Sometimes the most intriguing tales are told without uttering a single word. Blendo Games’ Brendon Chung once again proves himself a master of succinct, abstract first-person storytelling with Thirty Flights of Loving, a short and punchy follow-up to the much buzzed-about 2009 indie freeware hit Gravity Bone. The fact he manages to cram an enjoyably dizzying story into a mere dozen minutes of gameplay is a feat in itself, but what’s truly impressive is the narrative weight and emotional impact it delivers in such a short span of time.
Chung has a great line in arty pulp fiction; you can pick that up from his titles alone, which could so easily have graced small-town noir films starring Bryan Cranston before he was cool.
Chung gets tremendous mileage out of the simple engine’s ability to switch between contrasting scenes instantly, cutting with the fluid, playful urgency of a film director of the French New Wave.
Edge Online wrote:
There’s a rule in cinema
Let me interrupt before you get started to say, fuck yourself. Seriously.
Edge Online wrote:
– and in almost all good storytelling – that you enter late, exit early, and leave as much work as possible to your audience’s imagination. It’s a concept that most cinematic videogames tend to ignore. Whether it’s Uncharted or Heavy Rain, narrative games can’t wait to bog themselves down in instructions or asides: they blow their pacing the moment they take time out to tell you how to crouch, and they reveal an echoing absence of subtlety or respect whenever they guide your eye towards an expensive skybox by grasping control from your hands.
Thirty Flights Of Loving approaches things very differently. It’s a cinematic game whose creator could have actually cut it at film school, in fact. While it’s admirable enough that this short first-person vignette rejects the usual serial killer flicks and action adventures in favour of an intriguing psychological thriller that feels like Wes Anderson taking on Hitchcock, what’s even more astonishing is the ease and economy with which it tackles its wonderfully ambiguous plot, replacing dialogue with artful framing and shrewd gestures, and booting out cutscenes in favour of prickly jump-cuts.
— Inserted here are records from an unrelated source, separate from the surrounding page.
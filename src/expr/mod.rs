//! Expression engine shared by the calculator and the graph sampler.
//!
//! This module provides functionality to:
//! - Tokenize text under a configurable [`Grammar`]
//! - Insert implied multiplication and balance open parentheses
//! - Parse into an explicit [`Expr`] tree and evaluate it

mod ast;
mod grammar;
mod lexer;
mod parser;

pub use ast::{BinaryOp, Expr};
pub use grammar::{CALCULATOR_FUNCTIONS, Constant, Function, Grammar, PLOT_FUNCTIONS};
pub use lexer::{Token, TokenKind, tokenize};
pub use parser::{MAX_DEPTH, parse};

use crate::error::ParseError;

/// Number of `(` in `text` that have no matching `)`.
pub fn unmatched_opens(text: &str) -> usize {
    let opens = text.chars().filter(|&c| c == '(').count();
    let closes = text.chars().filter(|&c| c == ')').count();
    opens.saturating_sub(closes)
}

/// Append one `)` for every unmatched `(`.
pub fn auto_close(text: &str) -> String {
    let mut closed = text.to_string();
    closed.push_str(&")".repeat(unmatched_opens(text)));
    closed
}

/// Auto-close, tokenize and parse `text` into a tree.
pub fn compile(text: &str, grammar: Grammar) -> Result<Expr, ParseError> {
    let closed = auto_close(text);
    let tokens = tokenize(&closed, grammar)?;
    parse(&tokens)
}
[Thirty Flights of Loving and the previous game Gravity Bone] are incredibly important and will hopefully be a jumping-off point for other developers to advance the medium going forward.
Thirty Flights of Loving is a memorable gem from a master miniaturist who can teach the big boys a thing or two about how to tell a story in this medium.
See? SEE? This is IMPORTANT. This is MEANINGFUL. This will CHANGE THE WAY WE LOOK AT STORYTELLING FOREVER. I took a FILM CLASS! I read BOOKS! Reviewers desperately competing to out-fine-oak-pipe each other. Hmm, yes, I supped the sweet ambrosia of Thirty Floors’ artulescent storytelling as I reclined in my gaming office nibbling on my gaming cheese. *puff*
This is the kind of thing someone from Caltrops would make on a bet. As in, “I bet I could make q2jumpcuts.bsp and get stupid people to pay me for it and call it art.” If that was what happened at Blendo, then I take it all back and they’re geniuses. Otherwise fuck them and their five dollar bullshit. This thing isn’t going to teach anyone who’s played Killer 7 a goddamn thing. If you want surreal absurdity with creative editing and a unique art style, go play Killer 7.